Segment Open

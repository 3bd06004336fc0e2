use std::path::PathBuf;

use serde::{Deserialize, Serialize};
use wisp_build::{SourceBundle, WorkerArtifact};

use crate::error::RuntimeError;

const SOURCE_FILE: &str = "source.ts";
const SCRIPT_FILE: &str = "worker.mjs";
const MANIFEST_FILE: &str = "manifest.json";
const META_FILE: &str = "meta.json";

/// Record describing one deployed worker version.
#[derive(Debug, Clone, PartialEq, Eq, Serialize, Deserialize)]
pub struct WorkerMeta {
    /// `{name}@{first 12 hex of the source digest}`
    pub worker_id: String,
    pub name: String,
    /// SHA-256 hex of the source bundle.
    pub source_digest: String,
    pub functions: Vec<String>,
    /// Deployment timestamp (Unix ms)
    pub deployed_at: i64,
}

/// Disk-backed artifact cache.
///
/// Layout under `base_dir`:
/// ```text
/// {base_dir}/
///   {worker_id}/
///     source.ts      - the submitted bundle
///     worker.mjs     - generated script
///     manifest.json  - { "functions": [...] }
///     meta.json      - WorkerMeta
/// ```
pub struct ArtifactStore {
    base_dir: PathBuf,
}

impl ArtifactStore {
    pub fn new(base_dir: PathBuf) -> Self {
        Self { base_dir }
    }

    pub fn default_path() -> PathBuf {
        dirs::home_dir()
            .unwrap_or_else(|| PathBuf::from("."))
            .join(".wisp")
            .join("workers")
    }

    pub fn init(&self) -> Result<(), RuntimeError> {
        std::fs::create_dir_all(&self.base_dir)?;
        Ok(())
    }

    pub fn worker_dir(&self, worker_id: &str) -> PathBuf {
        self.base_dir.join(worker_id)
    }

    /// Write the bundle, its generated artifacts and metadata.
    pub fn store(
        &self,
        bundle: &SourceBundle,
        artifact: &WorkerArtifact,
        meta: &WorkerMeta,
    ) -> Result<(), RuntimeError> {
        let dir = self.worker_dir(&meta.worker_id);
        std::fs::create_dir_all(&dir)?;
        std::fs::write(dir.join(SOURCE_FILE), bundle.text())?;
        std::fs::write(dir.join(SCRIPT_FILE), artifact.script.source())?;
        std::fs::write(dir.join(MANIFEST_FILE), artifact.manifest_json()?)?;
        // Metadata last: its presence marks a complete entry.
        std::fs::write(dir.join(META_FILE), serde_json::to_string_pretty(meta)?)?;
        Ok(())
    }

    pub fn load_meta(&self, worker_id: &str) -> Result<WorkerMeta, RuntimeError> {
        let path = self.worker_dir(worker_id).join(META_FILE);
        let content = std::fs::read_to_string(&path)
            .map_err(|_| RuntimeError::WorkerNotFound(worker_id.to_string()))?;
        Ok(serde_json::from_str(&content)?)
    }

    pub fn load_source(&self, worker_id: &str) -> Result<SourceBundle, RuntimeError> {
        let path = self.worker_dir(worker_id).join(SOURCE_FILE);
        let text = std::fs::read_to_string(&path).map_err(|e| {
            RuntimeError::StorageError(format!("Cannot read {}: {e}", path.display()))
        })?;
        Ok(SourceBundle::new(text))
    }

    /// List all worker IDs on disk (directories with a `meta.json`).
    pub fn list_worker_ids(&self) -> Result<Vec<String>, RuntimeError> {
        let mut ids = Vec::new();
        if !self.base_dir.exists() {
            return Ok(ids);
        }
        for entry in std::fs::read_dir(&self.base_dir)? {
            let entry = entry?;
            if entry.path().join(META_FILE).is_file() {
                ids.push(entry.file_name().to_string_lossy().into_owned());
            }
        }
        ids.sort();
        Ok(ids)
    }

    pub fn remove(&self, worker_id: &str) -> Result<(), RuntimeError> {
        let dir = self.worker_dir(worker_id);
        if dir.exists() {
            std::fs::remove_dir_all(&dir)?;
        }
        Ok(())
    }
}

#[cfg(test)]
mod tests {
    use super::*;

    fn sample() -> (SourceBundle, WorkerArtifact, WorkerMeta) {
        let bundle = SourceBundle::new("export function echo(p: unknown) { return p; }");
        let artifact = wisp_build::build_worker(&bundle).unwrap();
        let meta = WorkerMeta {
            worker_id: "echo@abc".into(),
            name: "echo".into(),
            source_digest: artifact.source_digest.clone(),
            functions: artifact.manifest().names().to_vec(),
            deployed_at: 0,
        };
        (bundle, artifact, meta)
    }

    #[test]
    fn stores_and_lists_workers() {
        let tmp = tempfile::TempDir::new().unwrap();
        let store = ArtifactStore::new(tmp.path().to_path_buf());
        store.init().unwrap();
        let (bundle, artifact, meta) = sample();

        store.store(&bundle, &artifact, &meta).unwrap();

        let dir = store.worker_dir("echo@abc");
        assert!(dir.join("worker.mjs").is_file());
        let manifest = std::fs::read_to_string(dir.join("manifest.json")).unwrap();
        assert_eq!(
            serde_json::from_str::<serde_json::Value>(&manifest).unwrap(),
            serde_json::json!({ "functions": ["echo"] })
        );
        assert_eq!(store.list_worker_ids().unwrap(), ["echo@abc"]);
        assert_eq!(store.load_meta("echo@abc").unwrap(), meta);
        assert_eq!(store.load_source("echo@abc").unwrap(), bundle);
    }

    #[test]
    fn incomplete_entries_are_not_listed() {
        let tmp = tempfile::TempDir::new().unwrap();
        let store = ArtifactStore::new(tmp.path().to_path_buf());
        std::fs::create_dir_all(tmp.path().join("half@000")).unwrap();
        assert!(store.list_worker_ids().unwrap().is_empty());
        assert!(matches!(
            store.load_meta("half@000"),
            Err(RuntimeError::WorkerNotFound(_))
        ));
    }

    #[test]
    fn remove_deletes_the_entry() {
        let tmp = tempfile::TempDir::new().unwrap();
        let store = ArtifactStore::new(tmp.path().to_path_buf());
        let (bundle, artifact, meta) = sample();
        store.store(&bundle, &artifact, &meta).unwrap();

        store.remove("echo@abc").unwrap();
        assert!(!store.worker_dir("echo@abc").exists());
        store.remove("echo@abc").unwrap();
    }
}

Segment Closed

Instructions for the task
What lines of the material above include "SourceBundle"? Copy each one.

Solution to this exercise
use wisp_build::{SourceBundle, WorkerArtifact};
        bundle: &SourceBundle,
    pub fn load_source(&self, worker_id: &str) -> Result<SourceBundle, RuntimeError> {
        Ok(SourceBundle::new(text))
    fn sample() -> (SourceBundle, WorkerArtifact, WorkerMeta) {
        let bundle = SourceBundle::new("export function echo(p: unknown) { return p; }");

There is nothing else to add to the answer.